PROBLEM DETAILS:
Show every line of the data that includes the word "Regex".
------------------------------------
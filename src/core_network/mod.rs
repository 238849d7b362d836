pub mod control;
pub mod data;
pub mod pasv;
pub mod port;

pub use control::{ControlChannel, ControlStream};
pub use data::{DataStream, Direction, PendingData};
pub mod entry;
pub mod unix;
pub mod windows;

pub use entry::{Entry, EntryType};

use chrono::{Local, NaiveDate};
use log::debug;
use regex::Regex;
use std::sync::OnceLock;

/// Listing dialect of a server.
#[derive(Debug, Clone, Copy, PartialEq, Eq, Default)]
pub enum ServerType {
    #[default]
    Unknown,
    Unix,
    Windows,
}

impl ServerType {
    /// Reads the system name out of a `SYST` reply text, e.g. `UNIX Type: L8`.
    pub fn from_system_reply(text: &str) -> ServerType {
        static RE: OnceLock<Regex> = OnceLock::new();
        let re = RE.get_or_init(|| Regex::new(r"(?i)\b(unix|linux|windows)").unwrap());
        match re.captures(text) {
            Some(caps) if caps[1].eq_ignore_ascii_case("windows") => ServerType::Windows,
            Some(_) => ServerType::Unix,
            None => ServerType::Unknown,
        }
    }

    /// Only recognises the IIS welcome message.
    pub fn from_banner(text: &str) -> ServerType {
        static RE: OnceLock<Regex> = OnceLock::new();
        let re = RE.get_or_init(|| Regex::new(r"(?i)\b(microsoft|windows)\b").unwrap());
        if re.is_match(text) {
            ServerType::Windows
        } else {
            ServerType::Unknown
        }
    }
}

/// Extra input the dialect parsers need to date recent entries.
#[derive(Debug, Clone, Copy)]
pub struct ParseContext {
    pub today: NaiveDate,
}

impl ParseContext {
    pub fn new(today: NaiveDate) -> Self {
        Self { today }
    }
}

impl Default for ParseContext {
    fn default() -> Self {
        Self::new(Local::now().date_naive())
    }
}

/// Result of parsing a whole listing.
#[derive(Debug, Clone)]
pub struct Listing {
    pub entries: Vec<Entry>,
    pub dialect: ServerType, // The dialect that produced `entries`
}

/// Parses one line with the parser of `dialect`.
pub fn parse_line(dialect: ServerType, line: &str, context: &ParseContext) -> Option<Entry> {
    match dialect {
        ServerType::Windows => windows::parse_line(line, context),
        ServerType::Unix => unix::parse_line(line, context),
        ServerType::Unknown => {
            unix::parse_line(line, context).or_else(|| windows::parse_line(line, context))
        }
    }
}

/// Parses listing lines with the dialect of `server_type`.
///
/// When that dialect yields nothing from a non-empty listing, the other
/// dialect is tried. `.` and `..` are removed. Unparsable lines are skipped.
pub fn parse_listing<'a, I>(lines: I, server_type: ServerType, context: &ParseContext) -> Listing
where
    I: IntoIterator<Item = &'a str>,
{
    let lines: Vec<&str> = lines
        .into_iter()
        .filter(|line| !line.trim().is_empty())
        .collect();

    let preferred = match server_type {
        ServerType::Windows => ServerType::Windows,
        _ => ServerType::Unix,
    };
    let mut dialect = preferred;
    let mut entries = parse_with(preferred, &lines, context);

    if entries.is_empty() && !lines.is_empty() {
        let other = match preferred {
            ServerType::Windows => ServerType::Unix,
            _ => ServerType::Windows,
        };
        let fallback = parse_with(other, &lines, context);
        if !fallback.is_empty() {
            debug!("Listing parsed as {:?} instead of {:?}", other, preferred);
            dialect = other;
            entries = fallback;
        }
    }

    if entries.is_empty() {
        dialect = server_type;
    }
    let skipped = lines.len() - entries.len();
    if skipped > 0 {
        debug!("Skipped {} unparsable listing line(s)", skipped);
    }

    entries.retain(|entry| !entry.is_navigation());
    Listing { entries, dialect }
}

fn parse_with(dialect: ServerType, lines: &[&str], context: &ParseContext) -> Vec<Entry> {
    lines
        .iter()
        .filter_map(|line| parse_line(dialect, line, context))
        .collect()
}

/// Splits off `count` whitespace-delimited fields and returns them with the
/// rest of the line, which must not be empty.
pub(crate) fn split_fields(line: &str, count: usize) -> Option<(Vec<&str>, &str)> {
    let mut fields = Vec::with_capacity(count);
    let mut rest = line.trim_start();
    for _ in 0..count {
        if rest.is_empty() {
            return None;
        }
        let end = rest.find(char::is_whitespace).unwrap_or(rest.len());
        fields.push(&rest[..end]);
        rest = rest[end..].trim_start();
    }
    if rest.is_empty() {
        None
    } else {
        Some((fields, rest))
    }
}
impl Connection {
    async fn handle(&mut self, verb: &str, arg: &str, w: &mut OwnedWriteHalf) -> io::Result<()> {
        match verb {
            "USER" => {
                self.user = Some(arg.to_string());
                self.logged_in = false;
                return reply(w, 331, "Please specify the password").await;
            }
            "PASS" => {
                if self.user.as_deref() != Some(USERNAME) || arg != PASSWORD {
                    return reply(w, 530, "Login incorrect").await;
                }
                if self.options.account.is_some() {
                    return reply(w, 332, "Need account for login").await;
                }
                self.logged_in = true;
                return reply(w, 230, "Login successful").await;
            }
            "ACCT" => {
                if self.user.as_deref() == Some(USERNAME)
                    && self.options.account.as_deref() == Some(arg)
                {
                    self.logged_in = true;
                    return reply(w, 230, "Login successful").await;
                }
                return reply(w, 530, "Unknown account").await;
            }
            _ if !self.logged_in => return reply(w, 530, "Please login with USER and PASS").await,
            _ => {}
        }

        match verb {
            "SYST" => match self.options.system.clone() {
                Some(system) => reply(w, 215, &system).await,
                None => reply(w, 502, "Command not implemented").await,
            },
            "TYPE" => reply(w, 200, &format!("Type set to {}", arg)).await,
            "NOOP" => reply(w, 200, "NOOP ok").await,
            "PWD" => {
                let text = format!("\"{}\" is the current directory", self.cwd);
                reply(w, 257, &text).await
            }
            "CWD" => {
                let path = self.resolve(arg);
                if self.lookup(&path) == Some(Node::Dir) {
                    self.cwd = path;
                    reply(w, 250, "Directory successfully changed").await
                } else {
                    reply(w, 550, "Failed to change directory").await
                }
            }
            "PASV" => {
                let listener = TcpListener::bind("127.0.0.1:0").await?;
                let port = listener.local_addr()?.port();
                let host = if self.options.pasv_unspecified {
                    "0,0,0,0"
                } else {
                    "127,0,0,1"
                };
                self.data = Some(DataSetup::Passive(listener));
                let text = format!("Entering Passive Mode ({},{},{}).", host, port >> 8, port & 0xff);
                reply(w, 227, &text).await
            }
            "PORT" => match parse_port(arg) {
                Some(address) => {
                    self.data = Some(DataSetup::Active(address));
                    reply(w, 200, "PORT command successful").await
                }
                None => reply(w, 501, "Illegal PORT command").await,
            },
            "LIST" => {
                let path = self.resolve(arg);
                match self.render_listing(&path) {
                    Some(lines) => {
                        let payload = lines
                            .iter()
                            .map(|line| format!("{}\r\n", line))
                            .collect::<String>();
                        self.send_data(w, payload.into_bytes()).await
                    }
                    None => {
                        self.data = None;
                        reply(w, 550, "No such file or directory").await
                    }
                }
            }
            "STAT" if arg.is_empty() => reply(w, 211, "Mock server status").await,
            "STAT" => {
                let path = self.resolve(arg);
                match self.render_listing(&path) {
                    Some(lines) => {
                        let mut text = format!("213-Status of {}:\r\n", path);
                        for line in lines {
                            text.push_str(&line);
                            text.push_str("\r\n");
                        }
                        text.push_str("213 End of status\r\n");
                        w.write_all(text.as_bytes()).await
                    }
                    None => reply(w, 550, "No such file or directory").await,
                }
            }
            "RETR" => {
                let path = self.resolve(arg);
                match self.lookup(&path) {
                    Some(Node::File(content)) => self.send_data(w, content).await,
                    _ => {
                        self.data = None;
                        reply(w, 550, "Failed to open file").await
                    }
                }
            }
            "STOR" => {
                let path = self.resolve(arg);
                if self.lookup(parent_of(&path)) != Some(Node::Dir)
                    || self.lookup(&path) == Some(Node::Dir)
                {
                    self.data = None;
                    return reply(w, 553, "Could not create file").await;
                }
                self.receive_data(w, &path).await
            }
            "DELE" => {
                let path = self.resolve(arg);
                match self.lookup(&path) {
                    Some(Node::File(_)) | Some(Node::Link(_)) => {
                        self.remove(&path);
                        reply(w, 250, "Delete operation successful").await
                    }
                    _ => reply(w, 550, "Delete operation failed").await,
                }
            }
            "MKD" => {
                let path = self.resolve(arg);
                if self.lookup(parent_of(&path)) == Some(Node::Dir) && self.lookup(&path).is_none() {
                    self.state
                        .lock()
                        .unwrap()
                        .tree
                        .insert(path.clone(), Node::Dir);
                    reply(w, 257, &format!("\"{}\" created", path)).await
                } else {
                    reply(w, 550, "Create directory operation failed").await
                }
            }
            "RMD" => {
                let path = self.resolve(arg);
                if self.lookup(&path) == Some(Node::Dir) && self.children(&path).is_empty() {
                    self.remove(&path);
                    reply(w, 250, "Remove directory operation successful").await
                } else {
                    reply(w, 550, "Remove directory operation failed").await
                }
            }
            "RNFR" => {
                let path = self.resolve(arg);
                if self.lookup(&path).is_some() {
                    self.rename_from = Some(path);
                    reply(w, 350, "Ready for RNTO").await
                } else {
                    reply(w, 550, "RNFR command failed").await
                }
            }
            "RNTO" => {
                let target = self.resolve(arg);
                match self.rename_from.take() {
                    Some(source) if self.lookup(parent_of(&target)) == Some(Node::Dir) => {
                        self.move_tree(&source, &target);
                        reply(w, 250, "Rename successful").await
                    }
                    Some(_) => reply(w, 553, "Rename failed").await,
                    None => reply(w, 503, "RNFR required first").await,
                }
            }
            _ => reply(w, 502, "Command not implemented").await,
        }
    }

    fn resolve(&self, arg: &str) -> String {
        let joined = if arg.is_empty() || arg == "." {
            self.cwd.clone()
        } else if arg.starts_with('/') {
            arg.to_string()
        } else if self.cwd == "/" {
            format!("/{}", arg)
        } else {
            format!("{}/{}", self.cwd, arg)
        };
        let trimmed = joined.trim_end_matches('/');
        if trimmed.is_empty() {
            "/".to_string()
        } else {
            trimmed.to_string()
        }
    }

    fn lookup(&self, path: &str) -> Option<Node> {
        self.state.lock().unwrap().tree.get(path).cloned()
    }

    fn remove(&self, path: &str) {
        self.state.lock().unwrap().tree.remove(path);
    }

    fn children(&self, dir: &str) -> Vec<(String, Node)> {
        self.state
            .lock()
            .unwrap()
            .tree
            .iter()
            .filter(|(path, _)| path.as_str() != "/" && parent_of(path) == dir)
            .map(|(path, node)| (name_of(path).to_string(), node.clone()))
            .collect()
    }

    fn move_tree(&self, source: &str, target: &str) {
        let mut state = self.state.lock().unwrap();
        let prefix = format!("{}/", source);
        let moved: Vec<String> = state
            .tree
            .keys()
            .filter(|path| path.as_str() == source || path.starts_with(&prefix))
            .cloned()
            .collect();
        for path in moved {
            if let Some(node) = state.tree.remove(&path) {
                let renamed = format!("{}{}", target, &path[source.len()..]);
                state.tree.insert(renamed, node);
            }
        }
    }

    fn render_listing(&self, path: &str) -> Option<Vec<String>> {
        let node = self.lookup(path)?;
        let style = self.options.style;
        if node != Node::Dir {
            return Some(vec![render_line(style, name_of(path), &node)]);
        }

        let children = self.children(path);
        let mut lines = Vec::new();
        if style == ListingStyle::Unix {
            lines.push(format!("total {}", children.len() * 4));
            lines.push(render_line(style, ".", &Node::Dir));
            lines.push(render_line(style, "..", &Node::Dir));
        }
        for (name, node) in &children {
            lines.push(render_line(style, name, node));
        }
        Some(lines)
    }

    async fn send_data(&mut self, w: &mut OwnedWriteHalf, payload: Vec<u8>) -> io::Result<()> {
        let Some(setup) = self.data.take() else {
            return reply(w, 425, "Use PORT or PASV first").await;
        };
        reply(w, 150, "Opening data connection").await?;
        let mut data = match setup.open().await {
            Ok(data) => data,
            Err(_) => return reply(w, 425, "Failed to establish connection").await,
        };
        self.state.lock().unwrap().data_connections += 1;

        if self.options.stall_transfers {
            let _ = data.write_all(&payload[..payload.len().min(3)]).await;
            tokio::time::sleep(Duration::from_secs(60)).await;
        }

        let sent = async {
            data.write_all(&payload).await?;
            data.shutdown().await
        }
        .await;
        drop(data);
        match sent {
            Ok(()) => reply(w, 226, "Transfer complete").await,
            Err(_) => reply(w, 426, "Connection closed; transfer aborted").await,
        }
    }

    async fn receive_data(&mut self, w: &mut OwnedWriteHalf, path: &str) -> io::Result<()> {
        let Some(setup) = self.data.take() else {
            return reply(w, 425, "Use PORT or PASV first").await;
        };
        reply(w, 150, "Ok to send data").await?;
        let mut data = match setup.open().await {
            Ok(data) => data,
            Err(_) => return reply(w, 425, "Failed to establish connection").await,
        };
        self.state.lock().unwrap().data_connections += 1;

        let mut content = Vec::new();
        match data.read_to_end(&mut content).await {
            Ok(_) => {
                self.state
                    .lock()
                    .unwrap()
                    .tree
                    .insert(path.to_string(), Node::File(content));
                reply(w, 226, "Transfer complete").await
            }
            Err(_) => reply(w, 426, "Connection closed; transfer aborted").await,
        }
    }
}
use crate::config::TransferMode;
use crate::core_error::{FtpError, Result};
use crate::core_network::control::ControlChannel;
use crate::core_network::{pasv, port};
use crate::core_reply::Reply;
use crate::helpers::with_timeout;
use crate::session::Session;
use log::debug;
use std::io;
use std::net::Ipv4Addr;
use std::pin::Pin;
use std::task::{Context, Poll};
use std::time::Duration;
use tokio::io::{AsyncRead, AsyncReadExt, AsyncWrite, AsyncWriteExt, ReadBuf};
use tokio::net::{TcpListener, TcpStream};

#[derive(Debug, Clone, Copy, PartialEq, Eq)]
pub enum Direction {
    Upload,
    Download,
}

const COPY_BUFFER_SIZE: usize = 16 * 1024;

/// A negotiated data connection that is not usable yet.
///
/// Passive connections are already connected; active ones wait for the server
/// to connect once the transfer command has been accepted.
pub enum PendingData {
    Connected(TcpStream),
    Listening(TcpListener),
}

impl PendingData {
    pub async fn establish(self, timeout: Option<Duration>) -> Result<TcpStream> {
        match self {
            PendingData::Connected(stream) => Ok(stream),
            PendingData::Listening(listener) => {
                let (stream, peer) = with_timeout(timeout, "data accept", listener.accept()).await?;
                debug!("Accepted active data connection from {}", peer);
                Ok(stream)
            }
        }
    }
}

/// Negotiates a data connection in the given mode.
pub async fn open_data_channel(
    control: &mut ControlChannel,
    mode: TransferMode,
    active_address: Option<Ipv4Addr>,
) -> Result<PendingData> {
    match mode {
        TransferMode::Passive => pasv::open_passive(control).await,
        TransferMode::Active => port::open_active(control, active_address).await,
    }
}

/// An open data connection, bound to the session that started it.
///
/// The session cannot issue commands while this value lives. Call
/// [`DataStream::finish`] once done: it closes the connection and reads the
/// server's final transfer reply. A stream dropped without `finish` leaves
/// that reply pending; the session reads it before its next command.
pub struct DataStream<'a> {
    session: &'a mut Session,
    stream: Option<TcpStream>,
    direction: Direction,
    verb: String,
    path: String,
    completed: Option<Reply>, // Final reply already received with the preliminary one
    finished: bool,
}

impl<'a> DataStream<'a> {
    pub(crate) fn new(
        session: &'a mut Session,
        stream: TcpStream,
        direction: Direction,
        verb: &str,
        path: &str,
        completed: Option<Reply>,
    ) -> Self {
        Self {
            session,
            stream: Some(stream),
            direction,
            verb: verb.to_string(),
            path: path.to_string(),
            completed,
            finished: false,
        }
    }

    pub fn direction(&self) -> Direction {
        self.direction
    }

    /// Reads the rest of the payload under the session timeout.
    pub(crate) async fn read_all(&mut self) -> Result<Vec<u8>> {
        let timeout = self.session.timeout();
        let mut buffer = Vec::new();
        let result = match self.stream.as_mut() {
            Some(stream) => with_timeout(timeout, "data read", stream.read_to_end(&mut buffer))
                .await
                .map(|_| buffer),
            None => Ok(buffer),
        };
        self.session.guard(result)
    }

    /// Copies the whole payload into `writer`.
    ///
    /// Every socket read runs under the session timeout; a socket failure
    /// closes the session. A failing `writer` is reported as
    /// [`FtpError::Local`] and only releases this stream.
    pub(crate) async fn copy_to<W>(&mut self, writer: &mut W) -> Result<u64>
    where
        W: AsyncWrite + Unpin + ?Sized,
    {
        let timeout = self.session.timeout();
        let mut buffer = vec![0u8; COPY_BUFFER_SIZE];
        let mut copied = 0u64;
        loop {
            let read = match self.stream.as_mut() {
                Some(stream) => with_timeout(timeout, "data read", stream.read(&mut buffer)).await,
                None => Ok(0),
            };
            let read = self.session.guard(read)?;
            if read == 0 {
                break;
            }
            writer
                .write_all(&buffer[..read])
                .await
                .map_err(FtpError::Local)?;
            copied += read as u64;
        }
        writer.flush().await.map_err(FtpError::Local)?;
        Ok(copied)
    }

    /// Sends everything `reader` yields, each socket write under the
    /// session timeout. Errors are split like in [`DataStream::copy_to`].
    pub(crate) async fn copy_from<R>(&mut self, reader: &mut R) -> Result<u64>
    where
        R: AsyncRead + Unpin + ?Sized,
    {
        let timeout = self.session.timeout();
        let mut buffer = vec![0u8; COPY_BUFFER_SIZE];
        let mut copied = 0u64;
        loop {
            let read = reader.read(&mut buffer).await.map_err(FtpError::Local)?;
            if read == 0 {
                break;
            }
            let written = match self.stream.as_mut() {
                Some(stream) => {
                    with_timeout(timeout, "data write", stream.write_all(&buffer[..read])).await
                }
                None => Err(FtpError::Transport(io::Error::from(io::ErrorKind::NotConnected))),
            };
            self.session.guard(written)?;
            copied += read as u64;
        }
        Ok(copied)
    }

    /// Closes the data connection and waits for the transfer-complete reply.
    pub async fn finish(mut self) -> Result<Reply> {
        if let Some(mut stream) = self.stream.take() {
            if self.direction == Direction::Upload {
                let timeout = self.session.timeout();
                if let Err(e) = with_timeout(timeout, "data shutdown", stream.shutdown()).await {
                    debug!("Data connection shutdown failed: {}", e);
                }
            }
            drop(stream);
        }

        self.finished = true;
        let completed = self.completed.take();
        let reply = self.session.complete_transfer(completed).await?;
        if reply.is_success() {
            debug!("{} {} complete: {}", self.verb, self.path, reply);
            Ok(reply)
        } else {
            Err(FtpError::from_reply(&self.verb, &self.path, &reply))
        }
    }
}

impl AsyncRead for DataStream<'_> {
    fn poll_read(
        self: Pin<&mut Self>,
        cx: &mut Context<'_>,
        buf: &mut ReadBuf<'_>,
    ) -> Poll<io::Result<()>> {
        match self.get_mut().stream.as_mut() {
            Some(stream) => Pin::new(stream).poll_read(cx, buf),
            None => Poll::Ready(Ok(())),
        }
    }
}

impl AsyncWrite for DataStream<'_> {
    fn poll_write(
        self: Pin<&mut Self>,
        cx: &mut Context<'_>,
        buf: &[u8],
    ) -> Poll<io::Result<usize>> {
        match self.get_mut().stream.as_mut() {
            Some(stream) => Pin::new(stream).poll_write(cx, buf),
            None => Poll::Ready(Err(io::Error::from(io::ErrorKind::NotConnected))),
        }
    }

    fn poll_flush(self: Pin<&mut Self>, cx: &mut Context<'_>) -> Poll<io::Result<()>> {
        match self.get_mut().stream.as_mut() {
            Some(stream) => Pin::new(stream).poll_flush(cx),
            None => Poll::Ready(Ok(())),
        }
    }

    fn poll_shutdown(self: Pin<&mut Self>, cx: &mut Context<'_>) -> Poll<io::Result<()>> {
        match self.get_mut().stream.as_mut() {
            Some(stream) => Pin::new(stream).poll_shutdown(cx),
            None => Poll::Ready(Ok(())),
        }
    }
}

impl Drop for DataStream<'_> {
    fn drop(&mut self) {
        if self.finished {
            return;
        }
        self.stream.take();
        self.session.release_unfinished(self.completed.is_some());
    }
}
------------------------------------
ANSWER SPACE:
use regex::Regex;
        static RE: OnceLock<Regex> = OnceLock::new();
        let re = RE.get_or_init(|| Regex::new(r"(?i)\b(unix|linux|windows)").unwrap());
        static RE: OnceLock<Regex> = OnceLock::new();
        let re = RE.get_or_init(|| Regex::new(r"(?i)\b(microsoft|windows)\b").unwrap());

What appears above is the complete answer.